*** Record set ***

use crate::service::pool::AccountPool;
use std::sync::Arc;
use std::time::Duration;
use tokio::task::JoinHandle;
use tokio::time::MissedTickBehavior;
use tokio_util::sync::CancellationToken;
use tracing::{info, warn};

/// Periodic deletion of retired records past the retention window.
pub struct RetirementReclaimer {
    pool: Arc<AccountPool>,
    interval: Duration,
    retention: Duration,
}

impl RetirementReclaimer {
    pub fn new(pool: Arc<AccountPool>, interval: Duration, retention: Duration) -> Self {
        Self {
            pool,
            interval,
            retention,
        }
    }

    /// Spawn the sweep loop. The first sweep runs immediately; the task exits
    /// once `cancel` fires, letting an in-flight sweep finish first.
    pub fn spawn(self, cancel: CancellationToken) -> JoinHandle<()> {
        tokio::spawn(async move {
            info!(
                interval_secs = self.interval.as_secs(),
                retention_hours = self.retention.as_secs_f64() / 3600.0,
                "retirement reclaimer started"
            );
            let mut ticker = tokio::time::interval(self.interval);
            ticker.set_missed_tick_behavior(MissedTickBehavior::Delay);

            loop {
                tokio::select! {
                    biased;
                    _ = cancel.cancelled() => {
                        info!("retirement reclaimer shutting down");
                        break;
                    }
                    _ = ticker.tick() => {
                        if let Err(e) = self.pool.sweep_retired(self.retention).await {
                            warn!(error = %e, "scheduled retirement sweep failed (non-fatal)");
                        }
                    }
                }
            }
        })
    }
}

#[cfg(test)]
mod tests {
    use super::*;
    use crate::api::mail_client::MailClient;
    use crate::error::MailClientError;
    use crate::store::{AccountId, CredentialRecord, CredentialStore};
    use async_trait::async_trait;
    use serde_json::Value;
    use std::time::SystemTime;
    use tempfile::tempdir;

    struct NoMail;

    #[async_trait]
    impl MailClient for NoMail {
        async fn fetch_latest(
            &self,
            _account: &CredentialRecord,
            _mailbox: &str,
        ) -> Result<Option<Value>, MailClientError> {
            Ok(None)
        }

        async fn clear_mailbox(
            &self,
            _account: &CredentialRecord,
            _mailbox: &str,
        ) -> Result<(), MailClientError> {
            Ok(())
        }
    }

    fn retired_file(dir: &std::path::Path, email: &str, age: Duration) -> std::path::PathBuf {
        let id = AccountId::parse(email).unwrap();
        let path = dir.join(format!("{}.json.used", id.file_stem()));
        std::fs::write(&path, "{}").unwrap();
        let file = std::fs::OpenOptions::new().write(true).open(&path).unwrap();
        file.set_modified(SystemTime::now() - age).unwrap();
        path
    }

    #[tokio::test]
    async fn first_tick_sweeps_and_cancel_stops_the_task() {
        let tmp = tempdir().unwrap();
        let old = retired_file(tmp.path(), "old@example.com", Duration::from_secs(72 * 3600));
        let young = retired_file(tmp.path(), "young@example.com", Duration::from_secs(3600));

        let pool = Arc::new(AccountPool::new(
            CredentialStore::new(tmp.path()),
            Duration::from_secs(60),
            Arc::new(NoMail),
        ));
        let cancel = CancellationToken::new();
        let handle = RetirementReclaimer::new(
            pool,
            Duration::from_secs(3600),
            Duration::from_secs(48 * 3600),
        )
        .spawn(cancel.clone());

        // the startup sweep runs on the first tick
        for _ in 0..100 {
            if !old.exists() {
                break;
            }
            tokio::time::sleep(Duration::from_millis(10)).await;
        }
        assert!(!old.exists());
        assert!(young.exists());

        cancel.cancel();
        tokio::time::timeout(Duration::from_secs(5), handle)
            .await
            .expect("reclaimer did not stop")
            .unwrap();
    }

    #[tokio::test]
    async fn already_cancelled_token_exits_without_sweeping() {
        let tmp = tempdir().unwrap();
        let old = retired_file(tmp.path(), "old@example.com", Duration::from_secs(72 * 3600));
        let pool = Arc::new(AccountPool::new(
            CredentialStore::new(tmp.path()),
            Duration::from_secs(60),
            Arc::new(NoMail),
        ));
        let cancel = CancellationToken::new();
        cancel.cancel();

        RetirementReclaimer::new(pool, Duration::from_secs(1), Duration::ZERO)
            .spawn(cancel)
            .await
            .unwrap();
        assert!(old.exists());
    }
}
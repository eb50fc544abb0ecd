//! Credential store: a directory of JSON records, one per account.
//!
//! Layout:
//! - `record.rs`: account identifier, record contents, live/retired state
//! - `fs.rs`: directory listing, loading, retirement rename and sweep

pub mod fs;
pub mod record;

pub use fs::{CredentialStore, RetireOutcome, SweepReport};
pub use record::{AccountId, CredentialRecord, RecordState};
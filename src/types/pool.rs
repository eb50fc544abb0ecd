use serde::{Deserialize, Serialize};
use serde_json::Value;

/// Body shared by every lease-scoped endpoint.
#[derive(Debug, Deserialize)]
pub struct EmailBody {
    pub email: Option<String>,
    #[serde(default)]
    pub mailbox: Option<String>,
}

#[derive(Debug, Default, Deserialize)]
pub struct CleanupRequest {
    pub max_age_hours: Option<f64>,
}

#[derive(Debug, Serialize)]
pub struct AllocationResponse {
    pub email: String,
    pub lease_duration_seconds: u64,
    /// RFC3339
    pub expires_at: String,
}

#[derive(Debug, Serialize)]
pub struct LatestEmailResponse {
    pub success: bool,
    pub data: Option<Value>,
}

#[derive(Debug, Serialize)]
pub struct MessageResponse {
    pub message: String,
}

#[derive(Debug, Serialize)]
pub struct ClearMailboxResponse {
    pub success: bool,
    pub message: String,
}

#[derive(Debug, Serialize)]
pub struct CleanupResponse {
    pub success: bool,
    pub message: String,
    pub deleted_count: usize,
}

*** End of Record set ***

Problem:
Retype every line of the material exactly as given.

Answer:
use crate::service::pool::AccountPool;
use std::sync::Arc;
use std::time::Duration;
use tokio::task::JoinHandle;
use tokio::time::MissedTickBehavior;
use tokio_util::sync::CancellationToken;
use tracing::{info, warn};

/// Periodic deletion of retired records past the retention window.
pub struct RetirementReclaimer {
    pool: Arc<AccountPool>,
    interval: Duration,
    retention: Duration,
}

impl RetirementReclaimer {
    pub fn new(pool: Arc<AccountPool>, interval: Duration, retention: Duration) -> Self {
        Self {
            pool,
            interval,
            retention,
        }
    }

    /// Spawn the sweep loop. The first sweep runs immediately; the task exits
    /// once `cancel` fires, letting an in-flight sweep finish first.
    pub fn spawn(self, cancel: CancellationToken) -> JoinHandle<()> {
        tokio::spawn(async move {
            info!(
                interval_secs = self.interval.as_secs(),
                retention_hours = self.retention.as_secs_f64() / 3600.0,
                "retirement reclaimer started"
            );
            let mut ticker = tokio::time::interval(self.interval);
            ticker.set_missed_tick_behavior(MissedTickBehavior::Delay);

            loop {
                tokio::select! {
                    biased;
                    _ = cancel.cancelled() => {
                        info!("retirement reclaimer shutting down");
                        break;
                    }
                    _ = ticker.tick() => {
                        if let Err(e) = self.pool.sweep_retired(self.retention).await {
                            warn!(error = %e, "scheduled retirement sweep failed (non-fatal)");
                        }
                    }
                }
            }
        })
    }
}

#[cfg(test)]
mod tests {
    use super::*;
    use crate::api::mail_client::MailClient;
    use crate::error::MailClientError;
    use crate::store::{AccountId, CredentialRecord, CredentialStore};
    use async_trait::async_trait;
    use serde_json::Value;
    use std::time::SystemTime;
    use tempfile::tempdir;

    struct NoMail;

    #[async_trait]
    impl MailClient for NoMail {
        async fn fetch_latest(
            &self,
            _account: &CredentialRecord,
            _mailbox: &str,
        ) -> Result<Option<Value>, MailClientError> {
            Ok(None)
        }

        async fn clear_mailbox(
            &self,
            _account: &CredentialRecord,
            _mailbox: &str,
        ) -> Result<(), MailClientError> {
            Ok(())
        }
    }

    fn retired_file(dir: &std::path::Path, email: &str, age: Duration) -> std::path::PathBuf {
        let id = AccountId::parse(email).unwrap();
        let path = dir.join(format!("{}.json.used", id.file_stem()));
        std::fs::write(&path, "{}").unwrap();
        let file = std::fs::OpenOptions::new().write(true).open(&path).unwrap();
        file.set_modified(SystemTime::now() - age).unwrap();
        path
    }

    #[tokio::test]
    async fn first_tick_sweeps_and_cancel_stops_the_task() {
        let tmp = tempdir().unwrap();
        let old = retired_file(tmp.path(), "old@example.com", Duration::from_secs(72 * 3600));
        let young = retired_file(tmp.path(), "young@example.com", Duration::from_secs(3600));

        let pool = Arc::new(AccountPool::new(
            CredentialStore::new(tmp.path()),
            Duration::from_secs(60),
            Arc::new(NoMail),
        ));
        let cancel = CancellationToken::new();
        let handle = RetirementReclaimer::new(
            pool,
            Duration::from_secs(3600),
            Duration::from_secs(48 * 3600),
        )
        .spawn(cancel.clone());

        // the startup sweep runs on the first tick
        for _ in 0..100 {
            if !old.exists() {
                break;
            }
            tokio::time::sleep(Duration::from_millis(10)).await;
        }
        assert!(!old.exists());
        assert!(young.exists());

        cancel.cancel();
        tokio::time::timeout(Duration::from_secs(5), handle)
            .await
            .expect("reclaimer did not stop")
            .unwrap();
    }

    #[tokio::test]
    async fn already_cancelled_token_exits_without_sweeping() {
        let tmp = tempdir().unwrap();
        let old = retired_file(tmp.path(), "old@example.com", Duration::from_secs(72 * 3600));
        let pool = Arc::new(AccountPool::new(
            CredentialStore::new(tmp.path()),
            Duration::from_secs(60),
            Arc::new(NoMail),
        ));
        let cancel = CancellationToken::new();
        cancel.cancel();

        RetirementReclaimer::new(pool, Duration::from_secs(1), Duration::ZERO)
            .spawn(cancel)
            .await
            .unwrap();
        assert!(old.exists());
    }
}
repository eb50fc544abb0ecd
//! Credential store: a directory of JSON records, one per account.
//!
//! Layout:
//! - `record.rs`: account identifier, record contents, live/retired state
//! - `fs.rs`: directory listing, loading, retirement rename and sweep

pub mod fs;
pub mod record;

pub use fs::{CredentialStore, RetireOutcome, SweepReport};
pub use record::{AccountId, CredentialRecord, RecordState};
filename src/types/pool.rs
repository eb50fc544abb0ecd
use serde::{Deserialize, Serialize};
use serde_json::Value;

/// Body shared by every lease-scoped endpoint.
#[derive(Debug, Deserialize)]
pub struct EmailBody {
    pub email: Option<String>,
    #[serde(default)]
    pub mailbox: Option<String>,
}

#[derive(Debug, Default, Deserialize)]
pub struct CleanupRequest {
    pub max_age_hours: Option<f64>,
}

#[derive(Debug, Serialize)]
pub struct AllocationResponse {
    pub email: String,
    pub lease_duration_seconds: u64,
    /// RFC3339
    pub expires_at: String,
}

#[derive(Debug, Serialize)]
pub struct LatestEmailResponse {
    pub success: bool,
    pub data: Option<Value>,
}

#[derive(Debug, Serialize)]
pub struct MessageResponse {
    pub message: String,
}

#[derive(Debug, Serialize)]
pub struct ClearMailboxResponse {
    pub success: bool,
    pub message: String,
}

#[derive(Debug, Serialize)]
pub struct CleanupResponse {
    pub success: bool,
    pub message: String,
    pub deleted_count: usize,
}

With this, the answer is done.